======== Given data

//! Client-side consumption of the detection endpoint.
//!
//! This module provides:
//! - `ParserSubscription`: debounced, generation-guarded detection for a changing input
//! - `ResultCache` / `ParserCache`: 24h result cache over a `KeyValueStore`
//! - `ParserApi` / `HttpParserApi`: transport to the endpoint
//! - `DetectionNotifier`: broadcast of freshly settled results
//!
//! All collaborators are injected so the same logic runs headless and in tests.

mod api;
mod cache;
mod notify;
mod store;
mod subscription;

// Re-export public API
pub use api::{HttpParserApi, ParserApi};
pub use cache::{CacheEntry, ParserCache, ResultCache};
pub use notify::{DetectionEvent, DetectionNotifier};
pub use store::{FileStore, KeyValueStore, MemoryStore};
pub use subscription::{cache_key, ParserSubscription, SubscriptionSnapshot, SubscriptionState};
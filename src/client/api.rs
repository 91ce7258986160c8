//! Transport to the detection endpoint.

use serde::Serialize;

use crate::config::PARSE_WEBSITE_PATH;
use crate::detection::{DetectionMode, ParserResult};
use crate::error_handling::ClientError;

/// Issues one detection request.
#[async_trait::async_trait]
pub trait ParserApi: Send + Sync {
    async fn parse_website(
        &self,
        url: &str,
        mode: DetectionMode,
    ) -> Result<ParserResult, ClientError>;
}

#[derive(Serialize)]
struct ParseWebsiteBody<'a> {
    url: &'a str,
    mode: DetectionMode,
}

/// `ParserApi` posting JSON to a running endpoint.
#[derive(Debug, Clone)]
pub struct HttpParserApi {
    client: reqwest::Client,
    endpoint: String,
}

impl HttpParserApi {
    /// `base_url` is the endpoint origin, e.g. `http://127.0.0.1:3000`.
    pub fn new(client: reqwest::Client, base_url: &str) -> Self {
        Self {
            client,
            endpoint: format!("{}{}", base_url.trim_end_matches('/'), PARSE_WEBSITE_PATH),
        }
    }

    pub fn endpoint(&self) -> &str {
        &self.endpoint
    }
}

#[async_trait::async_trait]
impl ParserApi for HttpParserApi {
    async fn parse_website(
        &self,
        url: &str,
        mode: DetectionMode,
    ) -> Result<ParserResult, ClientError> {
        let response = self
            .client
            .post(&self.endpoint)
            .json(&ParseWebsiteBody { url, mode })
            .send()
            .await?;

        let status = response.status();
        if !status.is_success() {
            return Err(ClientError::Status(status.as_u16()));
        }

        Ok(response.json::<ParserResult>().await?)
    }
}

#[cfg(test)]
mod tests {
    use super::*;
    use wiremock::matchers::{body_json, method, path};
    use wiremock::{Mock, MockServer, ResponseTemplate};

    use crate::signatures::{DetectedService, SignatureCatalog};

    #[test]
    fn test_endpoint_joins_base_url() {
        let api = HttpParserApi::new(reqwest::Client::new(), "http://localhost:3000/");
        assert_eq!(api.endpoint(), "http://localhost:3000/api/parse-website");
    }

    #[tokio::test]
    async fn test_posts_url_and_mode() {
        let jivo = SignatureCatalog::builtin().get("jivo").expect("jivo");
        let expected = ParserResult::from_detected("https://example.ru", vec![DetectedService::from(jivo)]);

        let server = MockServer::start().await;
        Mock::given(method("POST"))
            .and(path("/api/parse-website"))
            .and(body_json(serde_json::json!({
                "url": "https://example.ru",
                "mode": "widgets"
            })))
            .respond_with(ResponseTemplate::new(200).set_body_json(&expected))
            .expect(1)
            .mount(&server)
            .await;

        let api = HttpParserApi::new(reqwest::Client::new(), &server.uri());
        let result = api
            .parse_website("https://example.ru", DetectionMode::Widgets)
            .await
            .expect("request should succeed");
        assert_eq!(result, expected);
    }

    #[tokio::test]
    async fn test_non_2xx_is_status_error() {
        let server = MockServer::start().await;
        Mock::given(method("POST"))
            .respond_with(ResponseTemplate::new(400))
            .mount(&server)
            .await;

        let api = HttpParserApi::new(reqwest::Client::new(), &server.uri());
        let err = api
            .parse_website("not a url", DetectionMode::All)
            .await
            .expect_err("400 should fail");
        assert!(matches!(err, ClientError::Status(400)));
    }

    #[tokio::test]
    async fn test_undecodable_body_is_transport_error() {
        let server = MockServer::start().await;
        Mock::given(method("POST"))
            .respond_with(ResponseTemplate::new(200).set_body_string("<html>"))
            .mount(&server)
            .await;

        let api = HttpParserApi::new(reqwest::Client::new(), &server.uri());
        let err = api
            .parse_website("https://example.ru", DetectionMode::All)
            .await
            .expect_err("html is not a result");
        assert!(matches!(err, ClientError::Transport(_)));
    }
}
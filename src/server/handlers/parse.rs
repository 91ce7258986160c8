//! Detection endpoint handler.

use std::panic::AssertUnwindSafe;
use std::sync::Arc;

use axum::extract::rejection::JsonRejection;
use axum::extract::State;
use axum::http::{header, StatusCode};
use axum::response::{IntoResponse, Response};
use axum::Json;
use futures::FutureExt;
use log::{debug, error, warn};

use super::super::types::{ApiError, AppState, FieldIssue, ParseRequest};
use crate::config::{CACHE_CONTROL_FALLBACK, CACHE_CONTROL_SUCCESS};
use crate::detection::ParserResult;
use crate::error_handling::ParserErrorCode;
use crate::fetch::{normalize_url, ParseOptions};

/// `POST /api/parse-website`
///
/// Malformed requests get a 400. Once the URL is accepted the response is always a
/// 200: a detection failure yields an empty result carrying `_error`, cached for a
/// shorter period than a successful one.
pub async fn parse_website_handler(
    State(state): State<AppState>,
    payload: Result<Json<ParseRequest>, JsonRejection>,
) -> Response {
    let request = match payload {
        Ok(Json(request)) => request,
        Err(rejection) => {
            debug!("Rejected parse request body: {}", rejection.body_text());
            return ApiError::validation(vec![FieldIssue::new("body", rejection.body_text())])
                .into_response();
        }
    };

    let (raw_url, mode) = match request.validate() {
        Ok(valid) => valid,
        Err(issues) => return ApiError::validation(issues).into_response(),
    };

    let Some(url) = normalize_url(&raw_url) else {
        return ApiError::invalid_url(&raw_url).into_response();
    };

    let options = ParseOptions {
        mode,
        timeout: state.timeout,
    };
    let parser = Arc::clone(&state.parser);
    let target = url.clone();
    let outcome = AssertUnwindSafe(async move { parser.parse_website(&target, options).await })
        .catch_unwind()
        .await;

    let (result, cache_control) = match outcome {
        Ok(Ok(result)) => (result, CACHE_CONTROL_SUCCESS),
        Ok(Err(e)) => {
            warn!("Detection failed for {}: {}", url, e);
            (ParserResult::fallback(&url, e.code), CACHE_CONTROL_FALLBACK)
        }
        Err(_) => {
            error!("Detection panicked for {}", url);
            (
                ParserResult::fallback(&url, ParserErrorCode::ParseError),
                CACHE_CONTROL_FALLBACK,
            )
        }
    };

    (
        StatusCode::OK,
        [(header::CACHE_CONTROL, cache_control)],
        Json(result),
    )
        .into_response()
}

================
======== Given data

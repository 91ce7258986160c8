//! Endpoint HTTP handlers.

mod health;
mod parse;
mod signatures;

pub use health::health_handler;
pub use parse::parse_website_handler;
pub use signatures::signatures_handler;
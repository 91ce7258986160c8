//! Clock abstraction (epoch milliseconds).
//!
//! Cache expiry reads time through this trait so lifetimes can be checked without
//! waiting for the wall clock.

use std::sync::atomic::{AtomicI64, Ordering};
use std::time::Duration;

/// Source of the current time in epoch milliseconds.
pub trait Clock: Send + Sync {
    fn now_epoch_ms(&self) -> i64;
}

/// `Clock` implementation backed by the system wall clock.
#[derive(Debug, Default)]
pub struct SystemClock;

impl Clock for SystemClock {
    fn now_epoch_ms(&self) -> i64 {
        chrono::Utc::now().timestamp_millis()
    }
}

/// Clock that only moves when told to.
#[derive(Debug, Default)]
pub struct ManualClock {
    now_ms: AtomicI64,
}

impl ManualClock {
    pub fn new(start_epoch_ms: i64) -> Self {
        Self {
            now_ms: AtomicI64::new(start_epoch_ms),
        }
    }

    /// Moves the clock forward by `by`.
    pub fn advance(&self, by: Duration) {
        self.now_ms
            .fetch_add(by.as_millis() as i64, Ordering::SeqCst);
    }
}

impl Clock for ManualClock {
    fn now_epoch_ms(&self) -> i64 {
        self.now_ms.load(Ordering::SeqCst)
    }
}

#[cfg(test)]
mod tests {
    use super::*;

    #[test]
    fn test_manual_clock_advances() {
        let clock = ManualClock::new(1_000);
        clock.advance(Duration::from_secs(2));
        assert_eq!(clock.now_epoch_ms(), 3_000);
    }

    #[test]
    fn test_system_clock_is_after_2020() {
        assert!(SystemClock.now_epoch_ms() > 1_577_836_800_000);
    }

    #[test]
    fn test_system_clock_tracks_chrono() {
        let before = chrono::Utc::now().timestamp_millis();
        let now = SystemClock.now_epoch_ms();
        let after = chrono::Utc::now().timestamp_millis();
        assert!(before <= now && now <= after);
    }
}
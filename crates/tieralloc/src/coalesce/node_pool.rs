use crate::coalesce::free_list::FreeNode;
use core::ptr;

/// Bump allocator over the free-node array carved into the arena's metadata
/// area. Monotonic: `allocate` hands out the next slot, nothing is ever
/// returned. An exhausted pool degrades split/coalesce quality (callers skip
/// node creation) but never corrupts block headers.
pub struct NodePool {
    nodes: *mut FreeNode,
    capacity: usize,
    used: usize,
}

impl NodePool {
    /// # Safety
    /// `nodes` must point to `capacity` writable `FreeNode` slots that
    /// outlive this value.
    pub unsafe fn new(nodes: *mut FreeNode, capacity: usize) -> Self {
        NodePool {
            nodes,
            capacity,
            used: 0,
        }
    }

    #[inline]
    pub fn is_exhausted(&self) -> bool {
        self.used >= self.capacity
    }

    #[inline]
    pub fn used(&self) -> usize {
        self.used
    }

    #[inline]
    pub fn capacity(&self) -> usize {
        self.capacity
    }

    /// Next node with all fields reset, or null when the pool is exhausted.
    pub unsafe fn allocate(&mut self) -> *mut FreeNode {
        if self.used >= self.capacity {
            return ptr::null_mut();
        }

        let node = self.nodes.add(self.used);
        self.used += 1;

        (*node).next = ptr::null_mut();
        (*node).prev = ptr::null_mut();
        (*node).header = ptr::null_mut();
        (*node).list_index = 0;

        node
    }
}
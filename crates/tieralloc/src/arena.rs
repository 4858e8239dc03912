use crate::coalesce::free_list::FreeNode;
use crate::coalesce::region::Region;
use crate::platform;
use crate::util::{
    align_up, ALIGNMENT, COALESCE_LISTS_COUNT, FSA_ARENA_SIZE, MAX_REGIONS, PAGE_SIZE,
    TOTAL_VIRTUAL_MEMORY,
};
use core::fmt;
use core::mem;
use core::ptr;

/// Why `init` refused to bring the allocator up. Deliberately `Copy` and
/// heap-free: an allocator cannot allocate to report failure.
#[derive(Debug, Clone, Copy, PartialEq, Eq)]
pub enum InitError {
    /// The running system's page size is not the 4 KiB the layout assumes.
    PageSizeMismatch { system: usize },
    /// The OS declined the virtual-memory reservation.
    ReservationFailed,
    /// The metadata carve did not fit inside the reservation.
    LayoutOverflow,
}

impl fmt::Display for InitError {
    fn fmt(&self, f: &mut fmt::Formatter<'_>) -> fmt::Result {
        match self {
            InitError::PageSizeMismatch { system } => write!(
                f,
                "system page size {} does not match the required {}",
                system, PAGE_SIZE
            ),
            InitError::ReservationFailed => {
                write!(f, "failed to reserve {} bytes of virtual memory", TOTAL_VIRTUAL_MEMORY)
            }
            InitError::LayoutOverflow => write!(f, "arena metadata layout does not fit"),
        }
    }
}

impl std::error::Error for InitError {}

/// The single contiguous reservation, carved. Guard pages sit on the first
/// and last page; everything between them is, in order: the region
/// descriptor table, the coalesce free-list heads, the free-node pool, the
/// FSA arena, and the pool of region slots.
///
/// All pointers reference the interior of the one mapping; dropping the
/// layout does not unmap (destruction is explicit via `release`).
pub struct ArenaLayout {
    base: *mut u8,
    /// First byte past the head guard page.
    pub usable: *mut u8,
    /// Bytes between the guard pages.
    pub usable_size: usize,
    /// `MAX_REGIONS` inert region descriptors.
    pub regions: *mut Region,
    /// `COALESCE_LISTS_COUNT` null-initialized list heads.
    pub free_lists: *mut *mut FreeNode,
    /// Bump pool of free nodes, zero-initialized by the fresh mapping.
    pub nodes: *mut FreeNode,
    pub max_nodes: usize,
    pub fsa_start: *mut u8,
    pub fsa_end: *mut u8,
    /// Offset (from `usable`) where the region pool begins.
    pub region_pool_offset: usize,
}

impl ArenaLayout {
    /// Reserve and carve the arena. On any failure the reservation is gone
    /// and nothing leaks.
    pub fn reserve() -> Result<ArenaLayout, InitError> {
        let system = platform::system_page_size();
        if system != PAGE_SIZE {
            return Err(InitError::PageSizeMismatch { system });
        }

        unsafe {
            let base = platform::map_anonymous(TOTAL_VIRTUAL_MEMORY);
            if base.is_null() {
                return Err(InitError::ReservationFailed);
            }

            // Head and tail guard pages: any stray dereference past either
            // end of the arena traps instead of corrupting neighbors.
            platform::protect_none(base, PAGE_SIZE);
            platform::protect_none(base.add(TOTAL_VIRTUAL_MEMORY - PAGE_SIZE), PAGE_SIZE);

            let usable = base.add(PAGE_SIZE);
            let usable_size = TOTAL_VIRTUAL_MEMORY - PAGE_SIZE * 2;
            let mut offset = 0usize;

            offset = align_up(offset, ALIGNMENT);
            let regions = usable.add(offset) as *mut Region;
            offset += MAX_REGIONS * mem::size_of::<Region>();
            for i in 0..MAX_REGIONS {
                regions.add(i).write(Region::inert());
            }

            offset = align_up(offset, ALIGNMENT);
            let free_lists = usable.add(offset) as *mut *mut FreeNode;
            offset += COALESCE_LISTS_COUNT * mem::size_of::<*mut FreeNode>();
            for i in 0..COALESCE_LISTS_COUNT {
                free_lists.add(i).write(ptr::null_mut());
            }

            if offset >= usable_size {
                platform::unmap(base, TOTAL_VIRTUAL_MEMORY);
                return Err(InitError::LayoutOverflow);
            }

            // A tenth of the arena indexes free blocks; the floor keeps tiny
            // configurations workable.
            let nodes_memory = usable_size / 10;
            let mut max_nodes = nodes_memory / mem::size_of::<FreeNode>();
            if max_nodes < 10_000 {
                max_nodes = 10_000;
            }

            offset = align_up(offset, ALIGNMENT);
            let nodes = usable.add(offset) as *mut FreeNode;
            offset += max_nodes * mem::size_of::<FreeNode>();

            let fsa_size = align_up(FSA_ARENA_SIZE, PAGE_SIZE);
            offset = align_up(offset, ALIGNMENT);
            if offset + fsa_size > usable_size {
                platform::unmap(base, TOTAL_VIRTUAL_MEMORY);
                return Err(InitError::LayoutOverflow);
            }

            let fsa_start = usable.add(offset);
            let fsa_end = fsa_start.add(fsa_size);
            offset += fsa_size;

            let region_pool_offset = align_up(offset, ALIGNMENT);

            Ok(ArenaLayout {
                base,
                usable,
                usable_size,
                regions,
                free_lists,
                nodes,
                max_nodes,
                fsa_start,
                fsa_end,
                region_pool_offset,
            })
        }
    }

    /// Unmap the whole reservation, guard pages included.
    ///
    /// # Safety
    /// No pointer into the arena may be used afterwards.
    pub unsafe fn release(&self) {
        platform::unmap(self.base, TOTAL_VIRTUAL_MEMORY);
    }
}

================
======== Given data

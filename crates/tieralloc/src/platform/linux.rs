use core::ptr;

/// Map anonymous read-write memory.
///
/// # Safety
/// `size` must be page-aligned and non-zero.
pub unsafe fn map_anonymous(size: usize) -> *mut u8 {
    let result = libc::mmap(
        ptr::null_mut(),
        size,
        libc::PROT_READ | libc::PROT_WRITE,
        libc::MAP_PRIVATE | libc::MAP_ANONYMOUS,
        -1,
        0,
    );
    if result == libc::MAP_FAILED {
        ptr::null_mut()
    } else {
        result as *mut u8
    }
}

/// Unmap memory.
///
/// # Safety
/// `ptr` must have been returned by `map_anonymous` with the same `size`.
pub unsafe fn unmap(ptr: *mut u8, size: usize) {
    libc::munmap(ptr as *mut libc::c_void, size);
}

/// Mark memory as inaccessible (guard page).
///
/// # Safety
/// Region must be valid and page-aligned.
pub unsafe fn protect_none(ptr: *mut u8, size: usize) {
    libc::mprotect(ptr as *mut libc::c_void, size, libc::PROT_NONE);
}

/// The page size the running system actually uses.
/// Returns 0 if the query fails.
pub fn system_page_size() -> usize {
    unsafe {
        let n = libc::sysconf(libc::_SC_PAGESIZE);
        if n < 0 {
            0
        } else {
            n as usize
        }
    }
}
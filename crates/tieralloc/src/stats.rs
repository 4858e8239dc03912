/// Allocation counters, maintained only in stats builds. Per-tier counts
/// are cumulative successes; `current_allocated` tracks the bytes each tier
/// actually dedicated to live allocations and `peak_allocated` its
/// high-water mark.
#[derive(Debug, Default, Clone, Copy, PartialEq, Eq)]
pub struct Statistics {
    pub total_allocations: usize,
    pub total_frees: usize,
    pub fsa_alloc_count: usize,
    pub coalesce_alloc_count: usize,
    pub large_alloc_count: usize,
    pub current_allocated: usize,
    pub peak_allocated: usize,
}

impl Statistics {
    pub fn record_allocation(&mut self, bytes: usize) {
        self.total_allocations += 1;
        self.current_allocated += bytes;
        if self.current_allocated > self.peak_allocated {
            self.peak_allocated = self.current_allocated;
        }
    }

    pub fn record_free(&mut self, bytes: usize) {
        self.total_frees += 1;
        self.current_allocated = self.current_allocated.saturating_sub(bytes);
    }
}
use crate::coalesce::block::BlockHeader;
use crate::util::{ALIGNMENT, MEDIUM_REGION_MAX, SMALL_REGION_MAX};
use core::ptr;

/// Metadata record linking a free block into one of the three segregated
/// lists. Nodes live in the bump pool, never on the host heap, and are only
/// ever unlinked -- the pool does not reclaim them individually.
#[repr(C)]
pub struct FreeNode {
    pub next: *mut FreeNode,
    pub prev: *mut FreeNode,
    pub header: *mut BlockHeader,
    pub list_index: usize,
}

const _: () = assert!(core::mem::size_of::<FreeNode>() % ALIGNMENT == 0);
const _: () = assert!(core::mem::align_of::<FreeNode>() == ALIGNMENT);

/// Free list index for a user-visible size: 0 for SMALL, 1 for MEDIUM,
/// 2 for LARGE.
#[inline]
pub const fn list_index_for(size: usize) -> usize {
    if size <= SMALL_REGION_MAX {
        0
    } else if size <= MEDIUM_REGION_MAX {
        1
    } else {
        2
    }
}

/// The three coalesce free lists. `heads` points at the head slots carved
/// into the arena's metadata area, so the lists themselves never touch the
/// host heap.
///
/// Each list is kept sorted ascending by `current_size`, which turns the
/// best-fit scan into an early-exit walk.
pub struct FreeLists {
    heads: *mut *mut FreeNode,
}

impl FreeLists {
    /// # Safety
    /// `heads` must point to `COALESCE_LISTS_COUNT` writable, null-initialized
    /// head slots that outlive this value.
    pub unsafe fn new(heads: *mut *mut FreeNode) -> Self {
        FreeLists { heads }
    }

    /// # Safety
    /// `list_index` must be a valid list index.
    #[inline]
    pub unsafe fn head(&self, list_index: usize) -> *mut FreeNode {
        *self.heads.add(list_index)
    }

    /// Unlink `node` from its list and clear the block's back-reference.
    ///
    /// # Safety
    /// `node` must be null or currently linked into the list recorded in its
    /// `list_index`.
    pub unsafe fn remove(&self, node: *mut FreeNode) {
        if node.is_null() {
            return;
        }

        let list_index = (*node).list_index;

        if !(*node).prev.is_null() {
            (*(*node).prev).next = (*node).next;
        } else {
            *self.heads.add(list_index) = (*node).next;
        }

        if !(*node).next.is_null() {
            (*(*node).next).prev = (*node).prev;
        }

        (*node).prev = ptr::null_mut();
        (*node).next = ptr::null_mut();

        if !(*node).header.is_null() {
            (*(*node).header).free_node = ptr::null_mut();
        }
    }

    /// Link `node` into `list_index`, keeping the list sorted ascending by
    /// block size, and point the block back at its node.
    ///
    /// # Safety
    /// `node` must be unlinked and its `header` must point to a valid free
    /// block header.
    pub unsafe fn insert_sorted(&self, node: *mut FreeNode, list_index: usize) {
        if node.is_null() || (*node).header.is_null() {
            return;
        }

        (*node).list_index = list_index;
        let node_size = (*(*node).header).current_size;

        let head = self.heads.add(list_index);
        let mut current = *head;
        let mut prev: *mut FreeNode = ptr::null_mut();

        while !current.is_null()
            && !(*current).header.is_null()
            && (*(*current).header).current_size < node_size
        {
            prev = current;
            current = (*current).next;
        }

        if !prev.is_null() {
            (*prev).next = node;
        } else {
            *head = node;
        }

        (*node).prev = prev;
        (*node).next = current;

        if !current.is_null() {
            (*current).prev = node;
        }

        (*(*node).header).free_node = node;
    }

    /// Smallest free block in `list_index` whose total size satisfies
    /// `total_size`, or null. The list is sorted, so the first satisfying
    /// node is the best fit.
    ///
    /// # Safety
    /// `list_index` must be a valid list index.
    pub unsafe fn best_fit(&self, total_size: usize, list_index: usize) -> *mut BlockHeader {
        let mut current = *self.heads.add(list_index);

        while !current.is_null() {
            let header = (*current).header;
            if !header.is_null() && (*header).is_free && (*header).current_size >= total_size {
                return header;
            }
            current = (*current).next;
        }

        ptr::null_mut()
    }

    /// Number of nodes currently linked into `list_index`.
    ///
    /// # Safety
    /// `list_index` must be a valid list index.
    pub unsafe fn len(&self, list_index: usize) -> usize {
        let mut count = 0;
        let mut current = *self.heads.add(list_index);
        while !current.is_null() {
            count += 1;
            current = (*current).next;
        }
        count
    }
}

================

## Exercise instructions
Across the entries above, find the lines with the string "InitError" and copy them.

## Written solution
pub enum InitError {
impl fmt::Display for InitError {
            InitError::PageSizeMismatch { system } => write!(
            InitError::ReservationFailed => {
            InitError::LayoutOverflow => write!(f, "arena metadata layout does not fit"),
impl std::error::Error for InitError {}
    pub fn reserve() -> Result<ArenaLayout, InitError> {
            return Err(InitError::PageSizeMismatch { system });
                return Err(InitError::ReservationFailed);
                return Err(InitError::LayoutOverflow);
                return Err(InitError::LayoutOverflow);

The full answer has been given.